use std::fmt;
use std::fs::OpenOptions;
use std::io::Write;
use std::path::{Path, PathBuf};
use std::sync::{Arc, Mutex};
use std::time::{SystemTime, UNIX_EPOCH};

use crate::error::ExtractError;

/// Context about one extraction attempt.
#[derive(Debug, Clone)]
pub struct ExtractContext {
    /// The source file path being extracted.
    pub path: PathBuf,
}

/// Minimal stats reported when a source file loads successfully.
#[derive(Debug, Clone, Copy, PartialEq, Eq)]
pub struct TableStats {
    /// Number of loaded rows.
    pub rows: usize,
    /// Number of discovered columns.
    pub columns: usize,
}

/// Observer interface for per-file extraction outcomes.
///
/// Implementors can record metrics, print progress lines, or append to a log.
/// All methods default to no-ops.
pub trait ExtractObserver: Send + Sync {
    /// Called when a source file loads successfully.
    fn on_loaded(&self, _ctx: &ExtractContext, _stats: TableStats) {}

    /// Called when a table has been written to its output destination.
    fn on_written(&self, _ctx: &ExtractContext, _dest: &Path) {}

    /// Called when loading or writing a file fails. The file is skipped, not fatal.
    fn on_failure(&self, _ctx: &ExtractContext, _error: &ExtractError) {}

    /// Called once at the end of a batch with the final tally.
    fn on_summary(&self, _succeeded: usize, _attempted: usize) {}
}

/// An observer that fans out callbacks to a list of observers.
#[derive(Default)]
pub struct CompositeObserver {
    observers: Vec<Arc<dyn ExtractObserver>>,
}

impl CompositeObserver {
    /// Create a new composite observer from a list of observers.
    pub fn new(observers: Vec<Arc<dyn ExtractObserver>>) -> Self {
        Self { observers }
    }
}

impl fmt::Debug for CompositeObserver {
    fn fmt(&self, f: &mut fmt::Formatter<'_>) -> fmt::Result {
        f.debug_struct("CompositeObserver")
            .field("observers_len", &self.observers.len())
            .finish()
    }
}

impl ExtractObserver for CompositeObserver {
    fn on_loaded(&self, ctx: &ExtractContext, stats: TableStats) {
        for o in &self.observers {
            o.on_loaded(ctx, stats);
        }
    }

    fn on_written(&self, ctx: &ExtractContext, dest: &Path) {
        for o in &self.observers {
            o.on_written(ctx, dest);
        }
    }

    fn on_failure(&self, ctx: &ExtractContext, error: &ExtractError) {
        for o in &self.observers {
            o.on_failure(ctx, error);
        }
    }

    fn on_summary(&self, succeeded: usize, attempted: usize) {
        for o in &self.observers {
            o.on_summary(succeeded, attempted);
        }
    }
}

/// Logs extraction events to stderr, one line per file plus the final tally.
#[derive(Debug, Default)]
pub struct StdErrObserver;

impl ExtractObserver for StdErrObserver {
    fn on_loaded(&self, ctx: &ExtractContext, stats: TableStats) {
        eprintln!(
            "[extract][ok] path={} rows={} columns={}",
            ctx.path.display(),
            stats.rows,
            stats.columns
        );
    }

    fn on_written(&self, ctx: &ExtractContext, dest: &Path) {
        eprintln!(
            "[extract][written] path={} dest={}",
            ctx.path.display(),
            dest.display()
        );
    }

    fn on_failure(&self, ctx: &ExtractContext, error: &ExtractError) {
        eprintln!("[extract][skipped] path={} err={}", ctx.path.display(), error);
    }

    fn on_summary(&self, succeeded: usize, attempted: usize) {
        eprintln!("[extract] {succeeded}/{attempted} files extracted successfully");
    }
}

/// Appends extraction events to a local log file.
#[derive(Debug)]
pub struct FileObserver {
    path: PathBuf,
    lock: Mutex<()>,
}

impl FileObserver {
    /// Create a file observer that appends events to `path`.
    ///
    /// Writes are best-effort; failures to open/write the log file are ignored.
    pub fn new(path: impl AsRef<Path>) -> Self {
        Self {
            path: path.as_ref().to_path_buf(),
            lock: Mutex::new(()),
        }
    }

    fn append_line(&self, line: &str) {
        let _guard = self.lock.lock().ok();
        if let Ok(mut f) = OpenOptions::new().create(true).append(true).open(&self.path) {
            let _ = writeln!(f, "{line}");
        }
    }
}

impl ExtractObserver for FileObserver {
    fn on_loaded(&self, ctx: &ExtractContext, stats: TableStats) {
        self.append_line(&format!(
            "{} ok path={} rows={} columns={}",
            unix_ts(),
            ctx.path.display(),
            stats.rows,
            stats.columns
        ));
    }

    fn on_written(&self, ctx: &ExtractContext, dest: &Path) {
        self.append_line(&format!(
            "{} written path={} dest={}",
            unix_ts(),
            ctx.path.display(),
            dest.display()
        ));
    }

    fn on_failure(&self, ctx: &ExtractContext, error: &ExtractError) {
        self.append_line(&format!(
            "{} skipped path={} err={}",
            unix_ts(),
            ctx.path.display(),
            error
        ));
    }

    fn on_summary(&self, succeeded: usize, attempted: usize) {
        self.append_line(&format!(
            "{} summary {succeeded}/{attempted} files extracted successfully",
            unix_ts()
        ));
    }
}

fn unix_ts() -> u64 {
    SystemTime::now()
        .duration_since(UNIX_EPOCH)
        .unwrap_or_default()
        .as_secs()
}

> _The problem_
Each line above with the string "loads" should be reported in full.

> _Reply to the exercise_
/// Minimal stats reported when a source file loads successfully.
    /// Called when a source file loads successfully.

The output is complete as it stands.